Data for this exercise =>
***

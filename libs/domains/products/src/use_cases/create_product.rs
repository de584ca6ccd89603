use std::sync::Arc;
use validator::Validate;

use super::rules::{check_stock, parse_price};
use crate::error::{ProductError, ProductResult};
use crate::models::{CreateProduct, NewProduct, Product};
use crate::repository::ProductRepository;

pub struct CreateProductUseCase<R: ProductRepository> {
    repository: Arc<R>,
}

impl<R: ProductRepository> CreateProductUseCase<R> {
    pub fn new(repository: Arc<R>) -> Self {
        Self { repository }
    }

    /// Validate the payload and insert a new product. Stock defaults to 0.
    #[tracing::instrument(skip(self, input), fields(name = %input.name))]
    pub async fn execute(&self, input: CreateProduct) -> ProductResult<Product> {
        input
            .validate()
            .map_err(|e| ProductError::Validation(e.to_string()))?;

        let price = parse_price(&input.price)?;
        let stock = check_stock(input.stock.unwrap_or(0))?;

        self.repository
            .create(NewProduct {
                name: input.name,
                description: input.description,
                price,
                category: input.category,
                stock,
            })
            .await
    }
}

***

Aim of the exercise =>
Where does the string "input" appear in the records above? Return every line that holds it.

Exercise result =>
    #[tracing::instrument(skip(self, input), fields(name = %input.name))]
    pub async fn execute(&self, input: CreateProduct) -> ProductResult<Product> {
        input
        let price = parse_price(&input.price)?;
        let stock = check_stock(input.stock.unwrap_or(0))?;
                name: input.name,
                description: input.description,
                category: input.category,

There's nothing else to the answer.